To run the software first use the requirements.txt file to install all the python packages. You will also need the command line tool ffmpeg, which can be found at their website http://www.ffmpeg.org/. Finally you will need API keys for the various APIS: Microsoft Azure, Watson Developer Cloud, and Eyeris.
After collecting all the dependencies, open your directory and copy a video file called "new.mov" into it. This is the video file that the analysis will be performed on. Then run "python run.py", and you can then navigate to http://127.0.0.1:5000/ in your browser to see the feedback.

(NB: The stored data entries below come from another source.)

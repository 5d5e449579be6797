//! The model store: pre-trained predictors loaded once from JSON artifacts.

pub mod error;
pub mod forest;
pub mod linear;
pub mod model;
pub mod store;
pub mod tree;

pub use error::{PredictErr, Result};
pub use forest::{ForestClassifier, ForestRegressor};
pub use linear::LinearRegressor;
pub use model::{Classifier, Output, Predictor};
pub use store::{ModelArtifact, load};
pub use tree::{Node, Tree};
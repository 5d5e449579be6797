use std::{collections::BTreeMap, fmt};

use serde::{
    Deserialize, Deserializer, Serialize,
    de::{self, MapAccess, Visitor},
};

/// A fixed table from the accepted labels of a categorical column to their integer codes.
///
/// Lookups are exact and case-sensitive. Codes are unique so the table can be inverted.
#[derive(Debug, Clone, Serialize)]
#[serde(into = "BTreeMap<String, i64>")]
pub struct CategoryMapping {
    entries: Vec<(String, i64)>,
}

impl CategoryMapping {
    /// Creates a new `CategoryMapping`.
    ///
    /// # Arguments
    /// * `entries` - Pairs of accepted label and the code it maps to.
    ///
    /// # Returns
    /// The mapping, or a description of the problem if it is empty or has repeated
    /// labels or codes.
    pub fn new<I, S>(entries: I) -> Result<Self, String>
    where
        I: IntoIterator<Item = (S, i64)>,
        S: Into<String>,
    {
        let entries: Vec<(String, i64)> = entries
            .into_iter()
            .map(|(label, code)| (label.into(), code))
            .collect();

        if entries.is_empty() {
            return Err("a category mapping must accept at least one label".into());
        }

        for (i, (label, code)) in entries.iter().enumerate() {
            for (other_label, other_code) in &entries[..i] {
                if label == other_label {
                    return Err(format!("label '{label}' is mapped more than once"));
                }
                if code == other_code {
                    return Err(format!(
                        "labels '{other_label}' and '{label}' share the code {code}"
                    ));
                }
            }
        }

        Ok(Self { entries })
    }

    /// The `yes → 1`, `no → 0` mapping shared by every boolean column.
    pub fn yes_no() -> Self {
        Self::from_static(&[("yes", 1), ("no", 0)])
    }

    /// Builds a mapping from a table known to be valid at compile time.
    pub(crate) fn from_static(entries: &[(&str, i64)]) -> Self {
        Self {
            entries: entries
                .iter()
                .map(|&(label, code)| (label.to_string(), code))
                .collect(),
        }
    }

    /// Returns the code for `label`, if it is accepted.
    pub fn code(&self, label: &str) -> Option<i64> {
        self.entries
            .iter()
            .find(|(l, _)| l == label)
            .map(|&(_, code)| code)
    }

    /// Returns the label that maps to `code`, if any.
    pub fn label(&self, code: i64) -> Option<&str> {
        self.entries
            .iter()
            .find(|&&(_, c)| c == code)
            .map(|(label, _)| label.as_str())
    }

    /// Iterates over the accepted labels in declaration order.
    pub fn labels(&self) -> impl Iterator<Item = &str> {
        self.entries.iter().map(|(label, _)| label.as_str())
    }

    pub fn len(&self) -> usize {
        self.entries.len()
    }

    pub fn is_empty(&self) -> bool {
        self.entries.is_empty()
    }
}

// Declaration order does not matter.
impl PartialEq for CategoryMapping {
    fn eq(&self, other: &Self) -> bool {
        self.len() == other.len()
            && self
                .entries
                .iter()
                .all(|(label, code)| other.code(label) == Some(*code))
    }
}

impl Eq for CategoryMapping {}

struct MappingVisitor;

impl<'de> Visitor<'de> for MappingVisitor {
    type Value = CategoryMapping;

    fn expecting(&self, f: &mut fmt::Formatter<'_>) -> fmt::Result {
        write!(f, "an object mapping labels to integer codes")
    }

    // Entries are collected in document order so repeated labels reach the validation.
    fn visit_map<A>(self, mut map: A) -> Result<Self::Value, A::Error>
    where
        A: MapAccess<'de>,
    {
        let mut entries = Vec::with_capacity(map.size_hint().unwrap_or(0));
        while let Some(entry) = map.next_entry::<String, i64>()? {
            entries.push(entry);
        }
        CategoryMapping::new(entries).map_err(de::Error::custom)
    }
}

impl<'de> Deserialize<'de> for CategoryMapping {
    fn deserialize<D>(deserializer: D) -> Result<Self, D::Error>
    where
        D: Deserializer<'de>,
    {
        deserializer.deserialize_map(MappingVisitor)
    }
}

impl From<CategoryMapping> for BTreeMap<String, i64> {
    fn from(value: CategoryMapping) -> Self {
        value.entries.into_iter().collect()
    }
}

#[cfg(test)]
mod tests {
    use super::*;

    #[test]
    fn test_lookup_is_exact() {
        let mapping = CategoryMapping::yes_no();

        assert_eq!(mapping.code("yes"), Some(1));
        assert_eq!(mapping.code("no"), Some(0));
        assert_eq!(mapping.code("Yes"), None);
        assert_eq!(mapping.code(" yes"), None);
        assert_eq!(mapping.code("maybe"), None);
    }

    #[test]
    fn test_inverse_lookup() {
        let mapping =
            CategoryMapping::new([("furnished", 0), ("semi-furnished", 1), ("unfurnished", 2)])
                .unwrap();

        for label in mapping.labels() {
            let code = mapping.code(label).unwrap();
            assert_eq!(mapping.label(code), Some(label));
        }
        assert_eq!(mapping.label(3), None);
    }

    #[test]
    fn test_rejects_empty_and_duplicates() {
        assert!(CategoryMapping::new(Vec::<(String, i64)>::new()).is_err());
        assert!(CategoryMapping::new([("a", 0), ("a", 1)]).is_err());
        assert!(CategoryMapping::new([("a", 0), ("b", 0)]).is_err());
    }

    #[test]
    fn test_deserializes_from_object() {
        let mapping: CategoryMapping = serde_json::from_str(r#"{"no": 0, "yes": 1}"#).unwrap();
        assert_eq!(mapping.code("yes"), Some(1));
        assert_eq!(mapping.len(), 2);

        let err = serde_json::from_str::<CategoryMapping>("{}");
        assert!(err.is_err());

        let err = serde_json::from_str::<CategoryMapping>(r#"{"a": 1, "b": 1}"#);
        assert!(err.is_err());
    }

    #[test]
    fn test_deserialize_rejects_repeated_labels() {
        let err = serde_json::from_str::<CategoryMapping>(r#"{"yes": 1, "yes": 0}"#).unwrap_err();
        assert!(err.to_string().contains("'yes' is mapped more than once"));

        let json = r#"{"name": "dup", "columns": [
            {"name": "mainroad", "kind": "categorical", "mapping": {"yes": 1, "no": 0, "yes": 2}}
        ]}"#;
        assert!(crate::Schema::from_json(json).is_err());
    }
}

Given that this was built at a hackathon, there are several things that I would like to improve on for the next iteration. First there needs to be a more robust structure for deployment to production, since the current version simply leverages Flask's built-in development server for local testing. I believe the simplest approach would be to use container based development, use a production ready server such as Gunicorn, and deploy to either AWS or Heroku. Second the logic needs to be more robust, specifically to handle the various edge cases that arise when dealing with imperfect input associated with video/pdf files. Of the top of my head a few things I would implement are preprocessing of the resume to remove any non-alphanumeric characters, failbacks for situations where the text is unable to be extracted from the resume or the audio from the elevator pitch, and error checking for all API calls. Finally performance could use some help, and specifically I would use threads to enable parallelization of the various API calls.